Musings on faith and life from an Alaska Lutheran pastor.

Thursday, April 03, 2008

Revelation and thanking God ahead of time

My purpose for attending Spring Conference this year is partly just to experience the event. It's partly to reconnect with folks from Brevig and brainstorm ideas for VBS this year (July 12-19- wanna join our team?)

But since folks heard I was coming up anyway, someone asked me to lead a Bible study on the theme verse, Revelation 21:4a. So I'm leading a study of a controversial book to people from a different culture? Yikes. I was a bit intimidated.

I wondered if 1 or 2 people would show up. I had at least 15 and 5 kids who wandered about or napped.

After a general outline of the book and its themes (Revelation gives comfort to those suffering, God wants to save the whole world not destroy it and in the end, God wins) we had some time for sharing and storytelling. I was delighted when people jumped in and started talking.
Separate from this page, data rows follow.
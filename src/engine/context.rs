//! Render Context
//!
//! The capabilities Retrograde consumes from a real-time audio rendering
//! engine: forward-only, non-seekable buffer sources with no position query,
//! channel split/merge, a summing mixer, an analyser tap that exposes recent
//! samples, and node wiring.
//!
//! [`OfflineContext`](crate::engine::OfflineContext) is the in-process
//! implementation; other engines plug in by implementing [`RenderContext`].

use std::sync::Arc;

use slotmap::new_key_type;

use crate::engine::buffer::AudioBuffer;
use crate::error::Result;

/// Frames processed per render quantum
pub const RENDER_QUANTUM_SIZE: usize = 128;

/// Maximum channel count for splitters, mergers and buffers
pub const MAX_CHANNELS: usize = 32;

/// Default analyser window in frames
pub const DEFAULT_FFT_SIZE: usize = 2048;

new_key_type! {
    /// Handle to a node owned by a render context
    pub struct NodeId;
}

/// Callback fired once when a buffer source ends, naturally or by `stop_source`
pub type EndedHandler = Box<dyn FnOnce() + Send>;

/// Host audio engine capabilities
///
/// All methods take `&self` and return immediately; sample production happens
/// on the engine's own schedule. Implementations must invoke ended handlers
/// without holding internal locks so a handler may call back into the context.
pub trait RenderContext: Send + Sync {
    /// Output sample rate in Hz
    fn sample_rate(&self) -> u32;

    /// Seconds of audio rendered so far
    fn current_time(&self) -> f64;

    /// The final node whose output is heard
    fn destination(&self) -> NodeId;

    /// Create a one-shot source bound to `buffer`
    fn create_buffer_source(&self, buffer: Arc<AudioBuffer>) -> NodeId;

    /// Create a node whose output `k` carries input channel `k`
    fn create_channel_splitter(&self, outputs: usize) -> Result<NodeId>;

    /// Create a node whose input `k` becomes output channel `k`
    fn create_channel_merger(&self, inputs: usize) -> Result<NodeId>;

    /// Create a channel-preserving summing junction
    fn create_mixer(&self) -> NodeId;

    /// Create an analyser keeping the most recent `fft_size` frames
    fn create_analyser(&self, fft_size: usize) -> Result<NodeId>;

    /// Route `output` of `from` into `input` of `to`; repeated calls are no-ops
    fn connect(&self, from: NodeId, output: usize, to: NodeId, input: usize) -> Result<()>;

    /// Remove every outgoing connection of `node`
    fn disconnect(&self, node: NodeId) -> Result<()>;

    /// Schedule a source at context time `when`, reading from `offset` seconds
    /// into its buffer for at most `duration` seconds
    ///
    /// A source can only be started once.
    fn start_source(
        &self,
        source: NodeId,
        when: f64,
        offset: f64,
        duration: Option<f64>,
    ) -> Result<()>;

    /// Stop a started source immediately; no-op if it already ended
    fn stop_source(&self, source: NodeId) -> Result<()>;

    /// Set a source's playback rate (must be non-negative)
    fn set_playback_rate(&self, source: NodeId, rate: f32) -> Result<()>;

    /// Set a source's detune in cents
    fn set_detune(&self, source: NodeId, cents: f32) -> Result<()>;

    /// Replace a source's ended handler
    fn set_onended(&self, source: NodeId, handler: Option<EndedHandler>) -> Result<()>;

    /// Fill `out` with the analyser's most recent `out.len()` samples, oldest first
    fn get_float_time_domain_data(&self, analyser: NodeId, out: &mut [f32]) -> Result<()>;

    /// Destroy a node together with its connections and pending handler
    fn release(&self, node: NodeId) -> Result<()>;
}
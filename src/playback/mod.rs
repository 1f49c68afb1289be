//! Position-tracked and reversible playback built on a [`RenderContext`]
//!
//! [`RenderContext`]: crate::engine::RenderContext

pub mod encoder;
pub mod options;
pub mod position;
pub mod reversible;

pub use encoder::{augment, encode_position_channel, make_ramp};
pub use options::PlaybackOptions;
pub use position::{CompletionHandler, PlaybackPositionNode};
pub use reversible::{
    mirrored_offset, Direction, DirectionEndedHandler, DirectionSwitch, ReversibleSourceNode,
};
//! Error types

mod auth;
mod entity;
mod transport;

pub use auth::*;
pub use entity::*;
pub use transport::*;

/// Errors returned by the WildFyre client.
#[derive(Debug, thiserror::Error)]
pub enum Error {
    /// The server could not be reached.
    #[error(transparent)]
    Connectivity(#[from] ConnectivityError),

    /// The server was reached but rejected the request.
    #[error(transparent)]
    Transfer(#[from] TransferError),

    /// The server reports that the entity does not exist (anymore).
    ///
    /// The stale local entry has already been evicted when this is returned.
    #[error("{key} does not exist server-side")]
    EntityNotFound {
        /// Which entity is missing.
        key: EntityKey,
    },

    /// Authentication failed.
    #[error(transparent)]
    Auth(#[from] AuthError),

    /// The server answered with a document that doesn't have the expected shape.
    ///
    /// This means the client and the server disagree on the API, it is never retried.
    #[error("malformed document for {context}: {source}")]
    MalformedDocument {
        /// What was being decoded.
        context: String,
        /// The decoding failure.
        #[source]
        source: serde_json::Error,
    },

    /// The operation requires a logged-in user.
    #[error("not connected; call connect first")]
    NotConnected,

    /// An argument was rejected before anything was sent.
    #[error("invalid argument: {0}")]
    InvalidArgument(String),

    /// The draft was already published or deleted.
    #[error("draft is {state} and cannot be modified")]
    DraftClosed {
        /// The terminal state of the draft.
        state: &'static str,
    },
}

impl Error {
    /// Creates an entity-not-found error.
    pub fn not_found(key: EntityKey) -> Self {
        Self::EntityNotFound { key }
    }

    /// Creates a malformed-document error.
    pub fn malformed(context: impl Into<String>, source: serde_json::Error) -> Self {
        Self::MalformedDocument {
            context: context.into(),
            source,
        }
    }

    /// Returns `true` if this is a connectivity failure.
    pub fn is_connectivity(&self) -> bool {
        matches!(self, Self::Connectivity(_))
    }

    /// Returns the missing entity if this is an entity-not-found error.
    pub fn missing_entity(&self) -> Option<&EntityKey> {
        match self {
            Self::EntityNotFound { key } => Some(key),
            _ => None,
        }
    }
}

impl From<TransportError> for Error {
    fn from(err: TransportError) -> Self {
        match err {
            TransportError::Connectivity(e) => Self::Connectivity(e),
            TransportError::Transfer(e) => Self::Transfer(e),
            TransportError::Malformed { context, source } => Self::MalformedDocument { context, source },
        }
    }
}
//! Cached WildFyre entities
//!
//! Relations between entities are kept as keys and resolved through the
//! client caches when asked for, never as references to other entities.

mod area;
mod comment;
pub(crate) mod document;
mod draft;
mod post;
mod user;

pub use area::*;
pub use comment::*;
pub use draft::*;
pub use post::*;
pub use user::*;
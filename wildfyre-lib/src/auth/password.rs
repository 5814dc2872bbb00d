//! Username and password authentication

use serde::Deserialize;
use serde_json::json;

use super::common::map_error_response;
use crate::error::AuthError;
use crate::error::Error;
use crate::model::document::decode;
use crate::transport::Method;
use crate::transport::Request;
use crate::transport::Transport;

/// A username and a password.
///
/// The password never shows up in `Debug` output.
#[derive(Clone)]
pub struct Credentials {
    username: String,
    password: String,
}

impl Credentials {
    pub fn new(username: impl Into<String>, password: impl Into<String>) -> Self {
        Self {
            username: username.into(),
            password: password.into(),
        }
    }

    pub fn username(&self) -> &str {
        &self.username
    }

    fn body(&self) -> serde_json::Value {
        json!({
            "username": self.username,
            "password": self.password,
        })
    }
}

impl std::fmt::Debug for Credentials {
    fn fmt(&self, f: &mut std::fmt::Formatter<'_>) -> std::fmt::Result {
        f.debug_struct("Credentials")
            .field("username", &self.username)
            .field("password", &"[REDACTED]")
            .finish()
    }
}

#[derive(Debug, Deserialize)]
struct TokenResponse {
    token: String,
}

/// Exchanges credentials for a token.
pub(crate) async fn request_token(transport: &dyn Transport, credentials: &Credentials) -> Result<String, Error> {
    let request = Request::new(Method::Post, "/account/auth/").json(credentials.body());
    let document = transport.request(request).await.map_err(map_error_response)?;

    let response: TokenResponse = decode("token", document)?;
    if response.token.is_empty() {
        return Err(AuthError::EmptyToken.into());
    }
    Ok(response.token)
}
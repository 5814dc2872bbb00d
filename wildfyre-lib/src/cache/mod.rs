//! Entity cache
//!
//! Every remote object the client knows about is an [`Entity`] held in the
//! [`Store`] of its kind. Entities remember when they were last used; the
//! [`ExpirationPolicy`] of their kind decides when that is too long ago.
//! The refresh coordinator decides, for each lookup, whether the entity is
//! fetched inline, refreshed in the background, or returned as-is.

mod config;
mod policy;
pub(crate) mod refresh;
mod store;

pub use config::*;
pub use policy::*;
pub use store::*;

use std::fmt;
use std::hash::Hash;
use std::sync::Arc;
use std::sync::atomic::AtomicBool;
use std::sync::atomic::Ordering;

use async_trait::async_trait;
use parking_lot::Mutex;
use tokio::time::Instant;

use crate::WildFyreClient;
use crate::error::EntityKey;
use crate::error::Error;

/// Usage tracking shared by every entity.
///
/// An entity is "new" until it is touched for the first time after
/// construction; it is "valid" while less than the policy's TTL has elapsed
/// since it was last touched.
#[derive(Debug)]
pub struct Freshness {
    last_used: Mutex<Instant>,
    is_new: AtomicBool,
    policy: Arc<ExpirationPolicy>,
}

impl Freshness {
    /// Creates the freshness of a never-populated entity.
    pub fn new(policy: Arc<ExpirationPolicy>) -> Self {
        Self {
            last_used: Mutex::new(Instant::now()),
            is_new: AtomicBool::new(true),
            policy,
        }
    }

    /// Returns `true` if less than the TTL elapsed between the last use and `now`.
    pub fn is_valid_at(&self, now: Instant) -> bool {
        now.saturating_duration_since(*self.last_used.lock()) < self.policy.ttl()
    }

    /// Returns `true` if the entity was never touched since construction.
    pub fn is_new(&self) -> bool {
        self.is_new.load(Ordering::Acquire)
    }

    /// Marks the entity as used now.
    pub fn touch(&self) {
        *self.last_used.lock() = Instant::now();
        self.is_new.store(false, Ordering::Release);
    }

    /// Returns when the entity was last touched.
    pub fn last_used(&self) -> Instant {
        *self.last_used.lock()
    }

    /// Returns the policy this entity is judged by.
    pub fn policy(&self) -> &ExpirationPolicy {
        &self.policy
    }
}

/// A locally cached representation of a server-side resource.
///
/// Implementations call [`Entity::touch`] from every getter and at the end of
/// every successful [`Entity::update`]: the timestamp tracks the last use of
/// the entity, not the last time it was fetched.
#[async_trait]
pub trait Entity: Send + Sync + 'static {
    /// Key of the entity in its store.
    type Key: Eq + Hash + Clone + fmt::Debug + Send + Sync + 'static;

    /// Returns the key of this entity.
    fn key(&self) -> Self::Key;

    /// Returns the kind and key of this entity, as reported in errors.
    fn entity_key(&self) -> EntityKey;

    /// Returns the store holding entities of this kind.
    fn store(client: &WildFyreClient) -> &Store<Self::Key, Self>
    where
        Self: Sized;

    /// Returns the usage tracking of this entity.
    fn freshness(&self) -> &Freshness;

    /// Fetches the entity from the server and overwrites the local fields.
    ///
    /// Runs in the calling task. If the server says the entity doesn't exist,
    /// the entity evicts itself from its store and
    /// [`Error::EntityNotFound`] is returned.
    async fn update(&self, client: &WildFyreClient) -> Result<(), Error>;

    /// Puts this entity back under `key` after a background refresh.
    ///
    /// Entities that left their store for good override this to stay out.
    fn restore(self: Arc<Self>, client: &WildFyreClient, key: Self::Key)
    where
        Self: Sized,
    {
        Self::store(client).put(key, self);
    }

    /// Checks whether this entity is still fresh at `now`.
    ///
    /// Prefer this over [`Entity::is_valid`] when checking many entities.
    fn is_valid_at(&self, now: Instant) -> bool {
        self.freshness().is_valid_at(now)
    }

    /// Checks whether this entity is still fresh.
    fn is_valid(&self) -> bool {
        self.is_valid_at(Instant::now())
    }

    /// Returns `true` if this entity was never populated.
    fn is_new(&self) -> bool {
        self.freshness().is_new()
    }

    /// Marks this entity as used now.
    fn touch(&self) {
        self.freshness().touch()
    }
}
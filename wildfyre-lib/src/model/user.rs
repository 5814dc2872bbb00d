//! Users and the logged-in user

use std::ops::Deref;
use std::sync::Arc;

use async_trait::async_trait;
use parking_lot::RwLock;
use serde::Serialize;
use url::Url;

use super::Post;
use super::document::UserDocument;
use super::document::decode;
use crate::WildFyreClient;
use crate::cache::Entity;
use crate::cache::ExpirationPolicy;
use crate::cache::Freshness;
use crate::cache::Store;
use crate::cache::refresh::evict_if_missing;
use crate::cache::refresh::spawn_reporting;
use crate::error::EntityKey;
use crate::error::Error;
use crate::transport::Method;

/// A WildFyre user.
///
/// Obtained with [`WildFyreClient::user`]. Every getter counts as a use of the
/// cached entity.
#[derive(Debug)]
pub struct User {
    id: u64,
    editable: bool,
    data: RwLock<UserData>,
    freshness: Freshness,
}

#[derive(Debug, Clone, Default)]
struct UserData {
    name: String,
    avatar: Option<String>,
    bio: String,
    banned: bool,
}

impl User {
    pub(crate) fn new(id: u64, editable: bool, policy: Arc<ExpirationPolicy>) -> Self {
        Self {
            id,
            editable,
            data: RwLock::new(UserData::default()),
            freshness: Freshness::new(policy),
        }
    }

    /// The ID of this user.
    pub fn id(&self) -> u64 {
        self.touch();
        self.id
    }

    /// The username.
    pub fn name(&self) -> String {
        self.touch();
        self.data.read().name.clone()
    }

    /// The URL of the avatar, as sent by the server.
    pub fn avatar(&self) -> Option<String> {
        self.touch();
        self.data.read().avatar.clone()
    }

    /// The avatar as a parsed URL. `None` if there is no avatar or it isn't a valid URL.
    pub fn avatar_url(&self) -> Option<Url> {
        let avatar = self.avatar()?;
        match Url::parse(&avatar) {
            Ok(url) => Some(url),
            Err(e) => {
                tracing::warn!(user = self.id, %avatar, error = %e, "the server sent an invalid avatar URL");
                None
            }
        }
    }

    /// The biography.
    pub fn bio(&self) -> String {
        self.touch();
        self.data.read().bio.clone()
    }

    /// Whether the user is banned.
    pub fn is_banned(&self) -> bool {
        self.touch();
        self.data.read().banned
    }

    /// Whether this user can be edited, i.e. is the logged-in user.
    pub fn can_edit(&self) -> bool {
        self.touch();
        self.editable
    }

    /// Returns this user as the logged-in user, or `None` if it is someone else.
    pub fn as_logged(self: &Arc<Self>) -> Option<LoggedUser> {
        self.touch();
        self.editable.then(|| LoggedUser {
            user: Arc::clone(self),
        })
    }

    fn apply(&self, doc: UserDocument) -> Result<(), Error> {
        if doc.user != self.id {
            return Err(Error::InvalidArgument(format!(
                "the server answered for user {} when asked for user {}",
                doc.user, self.id
            )));
        }

        // Fields missing from the document keep their previous value. The
        // avatar is nullable, so it is always replaced.
        let mut data = self.data.write();
        if let Some(name) = doc.name {
            data.name = name;
        }
        data.avatar = doc.avatar;
        if let Some(bio) = doc.bio {
            data.bio = bio;
        }
        if let Some(banned) = doc.banned {
            data.banned = banned;
        }
        Ok(())
    }

    fn apply_patch(&self, patch: &UserPatch) {
        let mut data = self.data.write();
        if let Some(name) = &patch.name {
            data.name = name.clone();
        }
        if let Some(bio) = &patch.bio {
            data.bio = bio.clone();
        }
        if let Some(avatar) = &patch.avatar {
            data.avatar = Some(avatar.clone());
        }
    }
}

#[async_trait]
impl Entity for User {
    type Key = u64;

    fn key(&self) -> u64 {
        self.id
    }

    fn entity_key(&self) -> EntityKey {
        EntityKey::User(self.id)
    }

    fn store(client: &WildFyreClient) -> &Store<u64, Self> {
        client.users()
    }

    fn freshness(&self) -> &Freshness {
        &self.freshness
    }

    async fn update(&self, client: &WildFyreClient) -> Result<(), Error> {
        let request = client.request(Method::Get, format!("/users/{}/", self.id));
        let document = client
            .send(request)
            .await
            .map_err(|e| evict_if_missing(client, self, e))?;

        self.apply(decode("user", document)?)?;
        self.touch();
        Ok(())
    }
}

/// Changes to the logged-in user's profile. Unset fields are left untouched.
///
/// # Example
///
/// ```
/// use wildfyre_lib::model::UserPatch;
///
/// let patch = UserPatch::new().name("newname").bio("Hello!");
/// assert!(!patch.is_empty());
/// ```
#[derive(Debug, Clone, Default, PartialEq, Eq, Serialize)]
pub struct UserPatch {
    #[serde(skip_serializing_if = "Option::is_none")]
    pub name: Option<String>,
    #[serde(skip_serializing_if = "Option::is_none")]
    pub bio: Option<String>,
    #[serde(skip_serializing_if = "Option::is_none")]
    pub avatar: Option<String>,
}

impl UserPatch {
    /// Creates an empty patch.
    pub fn new() -> Self {
        Self::default()
    }

    /// Sets the new username.
    pub fn name(mut self, name: impl Into<String>) -> Self {
        self.name = Some(name.into());
        self
    }

    /// Sets the new biography.
    pub fn bio(mut self, bio: impl Into<String>) -> Self {
        self.bio = Some(bio.into());
        self
    }

    /// Sets the new avatar URL.
    pub fn avatar(mut self, avatar: impl Into<String>) -> Self {
        self.avatar = Some(avatar.into());
        self
    }

    /// Returns `true` if nothing would change.
    pub fn is_empty(&self) -> bool {
        self.name.is_none() && self.bio.is_none() && self.avatar.is_none()
    }
}

/// The logged-in user, which can edit its own profile.
///
/// Dereferences to [`User`] for the getters.
#[derive(Debug, Clone)]
pub struct LoggedUser {
    user: Arc<User>,
}

impl Deref for LoggedUser {
    type Target = User;

    fn deref(&self) -> &User {
        &self.user
    }
}

impl LoggedUser {
    /// The underlying cached user.
    pub fn user(&self) -> &Arc<User> {
        &self.user
    }

    /// Changes the username. See [`LoggedUser::set`].
    pub fn set_name(&self, client: &WildFyreClient, name: impl Into<String>) -> Result<(), Error> {
        self.set(client, UserPatch::new().name(name))
    }

    /// Changes the biography. See [`LoggedUser::set`].
    pub fn set_bio(&self, client: &WildFyreClient, bio: impl Into<String>) -> Result<(), Error> {
        self.set(client, UserPatch::new().bio(bio))
    }

    /// Changes the avatar. See [`LoggedUser::set`].
    pub fn set_avatar(&self, client: &WildFyreClient, avatar: impl Into<String>) -> Result<(), Error> {
        self.set(client, UserPatch::new().avatar(avatar))
    }

    /// Edits the profile.
    ///
    /// The local fields change immediately; the patch is sent in the
    /// background, after which the user is refreshed from the server. If
    /// sending fails the failure goes to the registered handlers and the
    /// local fields keep the new values.
    pub fn set(&self, client: &WildFyreClient, patch: UserPatch) -> Result<(), Error> {
        if patch.is_empty() {
            return Err(Error::InvalidArgument("the patch doesn't change anything".into()));
        }
        let body = serde_json::to_value(&patch).map_err(|e| Error::malformed("user patch", e))?;

        self.user.apply_patch(&patch);
        self.user.touch();

        let user = Arc::clone(&self.user);
        let task_client = client.clone();
        spawn_reporting(client, async move {
            let request = task_client.request(Method::Patch, "/users/").json(body);
            task_client.send(request).await?;
            user.update(&task_client).await
        });
        Ok(())
    }

    /// Every post of this user, over all the cached areas.
    ///
    /// Only the areas whose own posts were loaded contribute, see
    /// [`Area::load_own_posts`](super::Area::load_own_posts).
    pub async fn posts(&self, client: &WildFyreClient) -> Result<Vec<Arc<Post>>, Error> {
        self.user.touch();
        let mut posts = Vec::new();
        for area in client.areas().values() {
            posts.extend(area.own_posts(client).await?);
        }
        Ok(posts)
    }
}
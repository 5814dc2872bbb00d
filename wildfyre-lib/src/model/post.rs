//! Published posts

use std::fmt;
use std::sync::Arc;

use async_trait::async_trait;
use chrono::DateTime;
use chrono::Utc;
use parking_lot::RwLock;

use super::Area;
use super::Comment;
use super::User;
use super::document::CommentDocument;
use super::document::ImageDocument;
use super::document::PostDocument;
use super::document::decode;
use crate::WildFyreClient;
use crate::cache::Entity;
use crate::cache::ExpirationPolicy;
use crate::cache::Freshness;
use crate::cache::Store;
use crate::cache::refresh::evict_if_missing;
use crate::error::EntityKey;
use crate::error::Error;
use crate::transport::Document;
use crate::transport::Method;

/// Identifies a post or a draft: the area it lives in and its ID there.
#[derive(Debug, Clone, PartialEq, Eq, Hash, PartialOrd, Ord)]
pub struct PostKey {
    pub area: String,
    pub id: u64,
}

impl PostKey {
    pub fn new(area: impl Into<String>, id: u64) -> Self {
        Self { area: area.into(), id }
    }

    /// `/areas/{area}/`
    pub(crate) fn area_path(area: &str) -> String {
        format!("/areas/{}/", urlencoding::encode(area))
    }
}

impl fmt::Display for PostKey {
    fn fmt(&self, f: &mut fmt::Formatter<'_>) -> fmt::Result {
        write!(f, "{}/{}", self.area, self.id)
    }
}

/// The fields shared by posts and drafts.
#[derive(Debug, Clone, PartialEq, Eq)]
pub(crate) struct PostContent {
    pub author: Option<u64>,
    pub anonymous: bool,
    pub subscribed: bool,
    pub created: Option<DateTime<Utc>>,
    pub active: bool,
    pub text: String,
    pub image: Option<String>,
    pub additional_images: Vec<String>,
}

impl Default for PostContent {
    fn default() -> Self {
        Self {
            author: None,
            anonymous: false,
            subscribed: true,
            created: None,
            active: true,
            text: String::new(),
            image: None,
            additional_images: Vec::new(),
        }
    }
}

impl PostContent {
    /// Splits a document into its ID, its content and its comments.
    pub(crate) fn from_document(doc: PostDocument) -> (u64, Self, Vec<CommentDocument>) {
        let content = Self {
            author: doc.author.map(|a| a.user),
            anonymous: doc.anonym,
            subscribed: doc.subscribed,
            created: Some(doc.created),
            active: doc.active,
            text: doc.text.unwrap_or_default(),
            image: doc.image,
            additional_images: doc
                .additional_images
                .into_iter()
                .filter_map(ImageDocument::into_url)
                .collect(),
        };
        (doc.id, content, doc.comments)
    }
}

#[derive(Debug, Default)]
struct PostData {
    content: PostContent,
    comments: Vec<Comment>,
}

/// A published post.
///
/// Posts can't be modified by the client. The comments are replaced as a
/// whole every time the post is refreshed.
#[derive(Debug)]
pub struct Post {
    key: PostKey,
    data: RwLock<PostData>,
    freshness: Freshness,
}

impl Post {
    pub(crate) fn new(key: PostKey, policy: Arc<ExpirationPolicy>) -> Self {
        Self {
            key,
            data: RwLock::new(PostData::default()),
            freshness: Freshness::new(policy),
        }
    }

    /// Builds an already populated post from a document the server sent.
    pub(crate) fn from_document(
        area: &str,
        document: Document,
        policy: Arc<ExpirationPolicy>,
    ) -> Result<Self, Error> {
        let doc: PostDocument = decode("post", document)?;
        let post = Self::new(PostKey::new(area, doc.id), policy);
        post.apply(doc)?;
        post.touch();
        Ok(post)
    }

    fn apply(&self, doc: PostDocument) -> Result<(), Error> {
        let (id, content, comments) = PostContent::from_document(doc);
        if id != self.key.id {
            return Err(Error::InvalidArgument(format!(
                "the server answered for post {} when asked for post {}",
                id, self.key
            )));
        }
        let comments = comments
            .into_iter()
            .map(|c| Comment::from_document(self.key.clone(), c))
            .collect();

        let mut data = self.data.write();
        data.content = content;
        data.comments = comments;
        Ok(())
    }

    /// The ID of this post in its area.
    pub fn id(&self) -> u64 {
        self.touch();
        self.key.id
    }

    /// The area and ID of this post.
    pub fn post_key(&self) -> PostKey {
        self.touch();
        self.key.clone()
    }

    /// The ID of the author, `None` when anonymous or when the author deleted their account.
    pub fn author_id(&self) -> Option<u64> {
        self.touch();
        let data = self.data.read();
        if data.content.anonymous {
            None
        } else {
            data.content.author
        }
    }

    /// Resolves the author through the user cache.
    pub async fn author(&self, client: &WildFyreClient) -> Result<Option<Arc<User>>, Error> {
        match self.author_id() {
            Some(id) => client.user(id).await,
            None => Ok(None),
        }
    }

    /// `true` if the post isn't anonymous but has no author anymore.
    pub fn is_author_deleted(&self) -> bool {
        self.touch();
        let data = self.data.read();
        !data.content.anonymous && data.content.author.is_none()
    }

    /// Resolves the area through the area cache.
    pub async fn area(&self, client: &WildFyreClient) -> Result<Option<Arc<Area>>, Error> {
        self.touch();
        client.area(&self.key.area).await
    }

    /// The ID of the area this post lives in.
    pub fn area_id(&self) -> &str {
        self.touch();
        &self.key.area
    }

    pub fn created(&self) -> Option<DateTime<Utc>> {
        self.touch();
        self.data.read().content.created
    }

    pub fn text(&self) -> String {
        self.touch();
        self.data.read().content.text.clone()
    }

    pub fn image(&self) -> Option<String> {
        self.touch();
        self.data.read().content.image.clone()
    }

    pub fn additional_images(&self) -> Vec<String> {
        self.touch();
        self.data.read().content.additional_images.clone()
    }

    /// A snapshot of the comments, oldest first.
    pub fn comments(&self) -> Vec<Comment> {
        self.touch();
        self.data.read().comments.clone()
    }

    /// Whether the post is still spreading.
    pub fn is_active(&self) -> bool {
        self.touch();
        self.data.read().content.active
    }

    pub fn is_anonymous(&self) -> bool {
        self.touch();
        self.data.read().content.anonymous
    }

    /// Whether the logged-in user receives notifications for this post.
    pub fn has_subscribed(&self) -> bool {
        self.touch();
        self.data.read().content.subscribed
    }
}

#[async_trait]
impl Entity for Post {
    type Key = PostKey;

    fn key(&self) -> PostKey {
        self.key.clone()
    }

    fn entity_key(&self) -> EntityKey {
        EntityKey::Post(self.key.clone())
    }

    fn store(client: &WildFyreClient) -> &Store<PostKey, Self> {
        client.posts()
    }

    fn freshness(&self) -> &Freshness {
        &self.freshness
    }

    async fn update(&self, client: &WildFyreClient) -> Result<(), Error> {
        let path = format!("{}{}/", PostKey::area_path(&self.key.area), self.key.id);
        let document = client
            .send(client.request(Method::Get, path))
            .await
            .map_err(|e| evict_if_missing(client, self, e))?;

        self.apply(decode("post", document)?)?;
        self.touch();
        Ok(())
    }
}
One of the most striking comments was from a mother of two, member of the Nome congregation who had traveled in Wales. We were discussing how one finds hope in suffering, as the book of Revelation offers. She noted that Wales was an extremely harsh climate: remote, within view of Russia's seas, far from other villages, bombarded with windy blizzards in winter and blowing sands in summers and also no plumbing or running water. How did one stay hopeful in this place?

Flowing out of the mountain near the village is a stream. The water flows constantly, cold, fresh, clean and delicous. No matter how tough the life became, the stream was always there, a flowing water of life, offering dependable relief from thirst and soothing scenery in its flow. This was God's grace to her.

I was moved by the steadfast, courageous ways people come to live and stay in these harsh climates. When it came time for prayer, I allowed people to add their own prayers. They prayed for loved ones and for save travel during this storm.

One prayer stuck out. A woman prayed, "God, we thank you ahead of time" for all the ways God would continue to be faithful and answer prayer. She repeated this phrase like a litany, always thanking God ahead of time, trusting God would be faithful. What beauty! What hope! What optomism, despite living in a harsh, unyielding land. She trusted that God would indeed finish what God had started.

God, today I thank you, ahead of time.